Read the data, and whenever a line holds the word "ScanConfig", report that line.

··· ENTRIES SHOWN ···

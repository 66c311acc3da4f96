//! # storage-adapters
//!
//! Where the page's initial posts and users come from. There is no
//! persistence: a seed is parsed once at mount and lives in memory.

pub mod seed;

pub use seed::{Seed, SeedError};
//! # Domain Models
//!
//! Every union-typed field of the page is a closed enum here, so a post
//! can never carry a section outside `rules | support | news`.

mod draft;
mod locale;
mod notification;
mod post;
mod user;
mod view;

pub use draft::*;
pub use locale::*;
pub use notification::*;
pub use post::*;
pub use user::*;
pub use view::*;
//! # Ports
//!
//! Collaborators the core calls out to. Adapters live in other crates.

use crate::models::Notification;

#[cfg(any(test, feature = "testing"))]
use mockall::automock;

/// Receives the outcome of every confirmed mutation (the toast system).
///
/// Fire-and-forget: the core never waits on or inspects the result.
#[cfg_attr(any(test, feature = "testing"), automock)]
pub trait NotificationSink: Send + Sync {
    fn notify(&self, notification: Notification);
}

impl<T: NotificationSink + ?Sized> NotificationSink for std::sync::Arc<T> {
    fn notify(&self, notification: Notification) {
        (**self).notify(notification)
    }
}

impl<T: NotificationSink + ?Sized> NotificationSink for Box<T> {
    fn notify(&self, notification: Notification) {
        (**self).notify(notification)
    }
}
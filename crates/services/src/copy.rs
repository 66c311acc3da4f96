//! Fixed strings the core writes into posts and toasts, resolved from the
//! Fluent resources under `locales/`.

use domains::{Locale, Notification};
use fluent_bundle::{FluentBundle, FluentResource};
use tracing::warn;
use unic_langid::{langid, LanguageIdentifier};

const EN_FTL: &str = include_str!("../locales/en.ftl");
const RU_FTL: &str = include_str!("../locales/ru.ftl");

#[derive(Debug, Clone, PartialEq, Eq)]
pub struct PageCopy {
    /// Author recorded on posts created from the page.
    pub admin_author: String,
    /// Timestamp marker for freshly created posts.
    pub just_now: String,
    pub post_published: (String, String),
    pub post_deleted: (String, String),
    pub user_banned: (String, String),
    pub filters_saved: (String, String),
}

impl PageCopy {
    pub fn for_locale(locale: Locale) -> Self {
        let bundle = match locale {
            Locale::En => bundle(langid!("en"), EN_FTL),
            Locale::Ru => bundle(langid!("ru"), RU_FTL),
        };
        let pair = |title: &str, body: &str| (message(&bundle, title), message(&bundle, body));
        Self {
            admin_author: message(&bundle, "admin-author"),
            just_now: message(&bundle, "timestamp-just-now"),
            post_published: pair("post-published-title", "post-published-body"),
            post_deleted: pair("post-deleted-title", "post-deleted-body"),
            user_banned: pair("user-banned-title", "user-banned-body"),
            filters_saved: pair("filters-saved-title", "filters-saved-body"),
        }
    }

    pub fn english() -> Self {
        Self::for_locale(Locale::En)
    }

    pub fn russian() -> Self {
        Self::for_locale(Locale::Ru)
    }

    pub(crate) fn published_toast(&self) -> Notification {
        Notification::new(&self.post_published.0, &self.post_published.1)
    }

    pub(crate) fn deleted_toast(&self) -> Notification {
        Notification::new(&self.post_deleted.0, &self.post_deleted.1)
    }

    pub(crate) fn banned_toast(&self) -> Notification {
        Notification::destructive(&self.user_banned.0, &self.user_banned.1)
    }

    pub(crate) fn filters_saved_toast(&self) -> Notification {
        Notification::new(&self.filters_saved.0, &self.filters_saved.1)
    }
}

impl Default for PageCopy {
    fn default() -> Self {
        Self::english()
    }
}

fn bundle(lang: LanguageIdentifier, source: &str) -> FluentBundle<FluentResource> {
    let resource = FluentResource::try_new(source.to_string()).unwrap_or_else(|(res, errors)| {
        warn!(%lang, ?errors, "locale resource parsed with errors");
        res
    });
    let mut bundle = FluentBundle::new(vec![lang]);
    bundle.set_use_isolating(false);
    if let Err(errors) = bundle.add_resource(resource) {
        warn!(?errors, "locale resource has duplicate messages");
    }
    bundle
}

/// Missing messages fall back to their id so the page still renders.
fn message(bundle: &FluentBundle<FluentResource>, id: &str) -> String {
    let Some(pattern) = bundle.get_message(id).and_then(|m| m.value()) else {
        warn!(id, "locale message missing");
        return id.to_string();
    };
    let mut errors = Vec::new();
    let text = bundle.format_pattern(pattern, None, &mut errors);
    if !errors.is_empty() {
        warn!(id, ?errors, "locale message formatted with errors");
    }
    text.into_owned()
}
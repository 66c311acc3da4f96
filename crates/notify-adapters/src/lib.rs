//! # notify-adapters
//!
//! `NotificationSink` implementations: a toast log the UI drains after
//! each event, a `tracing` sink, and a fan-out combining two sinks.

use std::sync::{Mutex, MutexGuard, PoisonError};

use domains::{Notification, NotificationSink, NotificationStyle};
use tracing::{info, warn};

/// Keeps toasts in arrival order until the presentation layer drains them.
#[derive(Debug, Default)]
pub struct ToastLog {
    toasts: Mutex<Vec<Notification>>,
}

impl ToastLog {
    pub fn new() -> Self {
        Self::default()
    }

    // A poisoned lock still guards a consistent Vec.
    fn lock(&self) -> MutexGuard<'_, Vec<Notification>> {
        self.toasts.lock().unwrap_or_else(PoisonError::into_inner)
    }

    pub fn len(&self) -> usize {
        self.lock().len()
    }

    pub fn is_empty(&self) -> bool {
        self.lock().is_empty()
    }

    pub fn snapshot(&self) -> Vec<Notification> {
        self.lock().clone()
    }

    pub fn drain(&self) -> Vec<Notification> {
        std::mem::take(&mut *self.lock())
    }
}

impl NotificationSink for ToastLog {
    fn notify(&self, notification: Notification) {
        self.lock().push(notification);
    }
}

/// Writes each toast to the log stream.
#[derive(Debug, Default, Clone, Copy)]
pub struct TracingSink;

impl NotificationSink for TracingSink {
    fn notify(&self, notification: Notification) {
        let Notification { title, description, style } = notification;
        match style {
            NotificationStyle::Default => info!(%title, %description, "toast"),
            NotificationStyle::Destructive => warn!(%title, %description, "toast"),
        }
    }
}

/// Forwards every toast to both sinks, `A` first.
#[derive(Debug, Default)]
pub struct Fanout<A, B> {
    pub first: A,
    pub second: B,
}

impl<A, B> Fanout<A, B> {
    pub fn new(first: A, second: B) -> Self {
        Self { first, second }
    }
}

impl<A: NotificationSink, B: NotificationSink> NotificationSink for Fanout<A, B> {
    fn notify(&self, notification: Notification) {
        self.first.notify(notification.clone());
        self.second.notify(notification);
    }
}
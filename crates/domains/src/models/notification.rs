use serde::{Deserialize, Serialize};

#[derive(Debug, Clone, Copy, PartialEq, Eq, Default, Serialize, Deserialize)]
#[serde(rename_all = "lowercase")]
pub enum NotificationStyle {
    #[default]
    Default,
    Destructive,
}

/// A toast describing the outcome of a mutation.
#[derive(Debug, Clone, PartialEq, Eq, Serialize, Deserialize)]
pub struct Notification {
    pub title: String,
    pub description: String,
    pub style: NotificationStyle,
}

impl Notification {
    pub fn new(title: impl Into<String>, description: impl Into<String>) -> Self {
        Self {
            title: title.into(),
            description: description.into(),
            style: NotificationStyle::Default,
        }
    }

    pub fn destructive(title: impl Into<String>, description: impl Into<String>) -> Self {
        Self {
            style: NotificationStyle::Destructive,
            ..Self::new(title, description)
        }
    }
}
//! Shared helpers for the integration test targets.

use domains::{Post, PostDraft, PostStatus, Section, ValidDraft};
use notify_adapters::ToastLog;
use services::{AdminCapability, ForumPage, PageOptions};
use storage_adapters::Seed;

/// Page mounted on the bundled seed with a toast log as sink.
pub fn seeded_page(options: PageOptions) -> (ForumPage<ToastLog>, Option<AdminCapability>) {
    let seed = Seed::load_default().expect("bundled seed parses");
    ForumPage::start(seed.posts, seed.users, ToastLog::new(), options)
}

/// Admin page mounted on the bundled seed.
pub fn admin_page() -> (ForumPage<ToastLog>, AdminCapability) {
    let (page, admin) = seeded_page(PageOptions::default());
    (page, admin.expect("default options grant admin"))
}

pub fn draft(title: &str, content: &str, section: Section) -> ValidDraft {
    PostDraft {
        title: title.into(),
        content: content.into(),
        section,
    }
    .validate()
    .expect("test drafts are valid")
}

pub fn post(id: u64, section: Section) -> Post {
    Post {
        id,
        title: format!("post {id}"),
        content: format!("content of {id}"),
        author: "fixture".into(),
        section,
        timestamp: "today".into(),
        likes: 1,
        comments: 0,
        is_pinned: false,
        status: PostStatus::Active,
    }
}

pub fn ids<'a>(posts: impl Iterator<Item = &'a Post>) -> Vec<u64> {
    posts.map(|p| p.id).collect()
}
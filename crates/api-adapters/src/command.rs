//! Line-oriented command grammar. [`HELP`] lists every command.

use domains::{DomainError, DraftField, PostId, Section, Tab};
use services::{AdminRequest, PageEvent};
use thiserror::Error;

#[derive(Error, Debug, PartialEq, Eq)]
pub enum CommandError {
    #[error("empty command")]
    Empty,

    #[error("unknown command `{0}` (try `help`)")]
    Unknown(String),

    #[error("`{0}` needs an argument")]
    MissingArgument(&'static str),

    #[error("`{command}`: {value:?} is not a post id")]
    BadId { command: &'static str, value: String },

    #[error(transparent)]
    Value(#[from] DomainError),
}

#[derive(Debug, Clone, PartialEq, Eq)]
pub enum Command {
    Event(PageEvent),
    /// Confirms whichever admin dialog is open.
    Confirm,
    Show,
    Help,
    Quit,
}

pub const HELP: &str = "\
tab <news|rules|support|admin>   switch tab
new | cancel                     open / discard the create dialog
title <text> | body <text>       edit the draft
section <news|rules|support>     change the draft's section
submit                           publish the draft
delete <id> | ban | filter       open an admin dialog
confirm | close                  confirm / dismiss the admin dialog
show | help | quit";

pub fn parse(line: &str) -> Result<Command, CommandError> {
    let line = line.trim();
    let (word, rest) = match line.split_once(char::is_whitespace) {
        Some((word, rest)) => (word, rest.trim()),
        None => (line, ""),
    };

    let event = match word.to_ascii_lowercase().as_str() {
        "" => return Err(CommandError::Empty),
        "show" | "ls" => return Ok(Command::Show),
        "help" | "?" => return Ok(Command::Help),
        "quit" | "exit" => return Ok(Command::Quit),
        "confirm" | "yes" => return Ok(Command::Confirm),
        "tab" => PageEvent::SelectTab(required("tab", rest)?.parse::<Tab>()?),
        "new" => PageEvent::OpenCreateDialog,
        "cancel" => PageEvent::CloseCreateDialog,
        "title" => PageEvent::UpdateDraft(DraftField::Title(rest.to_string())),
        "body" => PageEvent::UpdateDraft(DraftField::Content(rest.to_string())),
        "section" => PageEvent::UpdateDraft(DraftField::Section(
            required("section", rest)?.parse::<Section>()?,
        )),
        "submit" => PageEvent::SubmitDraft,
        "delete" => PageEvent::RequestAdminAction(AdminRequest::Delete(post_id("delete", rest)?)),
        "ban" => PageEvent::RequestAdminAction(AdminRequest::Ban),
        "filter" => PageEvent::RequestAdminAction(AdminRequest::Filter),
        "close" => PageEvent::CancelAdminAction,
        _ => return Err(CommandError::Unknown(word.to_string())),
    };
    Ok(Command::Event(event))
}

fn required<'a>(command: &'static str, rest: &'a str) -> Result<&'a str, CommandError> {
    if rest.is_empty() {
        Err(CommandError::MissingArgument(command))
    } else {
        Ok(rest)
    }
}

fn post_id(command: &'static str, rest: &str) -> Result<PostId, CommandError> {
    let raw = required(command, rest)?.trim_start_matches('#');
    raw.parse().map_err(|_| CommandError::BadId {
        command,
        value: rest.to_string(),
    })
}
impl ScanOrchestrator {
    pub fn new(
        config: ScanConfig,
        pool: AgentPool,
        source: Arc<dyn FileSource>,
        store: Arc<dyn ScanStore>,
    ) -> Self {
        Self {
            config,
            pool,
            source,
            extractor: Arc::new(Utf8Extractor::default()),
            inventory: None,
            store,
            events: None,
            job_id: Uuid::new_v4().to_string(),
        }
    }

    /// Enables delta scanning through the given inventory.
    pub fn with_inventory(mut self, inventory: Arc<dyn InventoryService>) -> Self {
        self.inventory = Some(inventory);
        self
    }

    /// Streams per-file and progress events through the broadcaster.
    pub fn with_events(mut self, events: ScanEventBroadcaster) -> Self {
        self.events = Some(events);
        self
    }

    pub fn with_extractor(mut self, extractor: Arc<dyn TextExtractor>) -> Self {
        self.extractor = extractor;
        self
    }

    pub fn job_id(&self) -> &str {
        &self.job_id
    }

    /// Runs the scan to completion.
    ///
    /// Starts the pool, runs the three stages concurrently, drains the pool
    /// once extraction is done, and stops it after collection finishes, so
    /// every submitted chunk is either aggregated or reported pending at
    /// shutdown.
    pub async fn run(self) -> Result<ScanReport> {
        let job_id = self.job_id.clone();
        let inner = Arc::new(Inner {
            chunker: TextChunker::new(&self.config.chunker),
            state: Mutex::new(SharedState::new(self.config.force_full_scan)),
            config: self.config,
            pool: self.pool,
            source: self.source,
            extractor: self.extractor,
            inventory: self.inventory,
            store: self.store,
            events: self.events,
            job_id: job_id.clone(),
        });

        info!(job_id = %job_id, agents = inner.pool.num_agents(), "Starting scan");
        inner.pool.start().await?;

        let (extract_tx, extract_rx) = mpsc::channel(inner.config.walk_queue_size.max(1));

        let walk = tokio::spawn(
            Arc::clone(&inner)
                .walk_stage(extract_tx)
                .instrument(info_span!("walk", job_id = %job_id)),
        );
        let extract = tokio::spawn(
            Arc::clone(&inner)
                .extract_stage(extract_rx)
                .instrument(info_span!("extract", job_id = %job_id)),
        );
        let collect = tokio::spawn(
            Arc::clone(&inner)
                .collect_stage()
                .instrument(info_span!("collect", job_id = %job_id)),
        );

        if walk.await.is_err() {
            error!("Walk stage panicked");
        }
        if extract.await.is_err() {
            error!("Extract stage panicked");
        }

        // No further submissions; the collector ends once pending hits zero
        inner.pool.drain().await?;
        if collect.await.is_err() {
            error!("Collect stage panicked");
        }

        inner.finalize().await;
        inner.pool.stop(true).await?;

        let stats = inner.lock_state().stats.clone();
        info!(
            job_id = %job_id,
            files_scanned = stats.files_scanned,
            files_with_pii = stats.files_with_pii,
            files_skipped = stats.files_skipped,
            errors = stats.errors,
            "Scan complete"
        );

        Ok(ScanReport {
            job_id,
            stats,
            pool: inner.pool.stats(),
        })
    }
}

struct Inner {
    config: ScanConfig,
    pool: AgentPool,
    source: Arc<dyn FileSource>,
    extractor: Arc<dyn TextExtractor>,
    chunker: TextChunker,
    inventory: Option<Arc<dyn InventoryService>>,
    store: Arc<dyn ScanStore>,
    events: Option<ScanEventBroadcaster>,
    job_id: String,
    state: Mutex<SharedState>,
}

···

[TASK SOLUTION]
        config: ScanConfig,
    config: ScanConfig,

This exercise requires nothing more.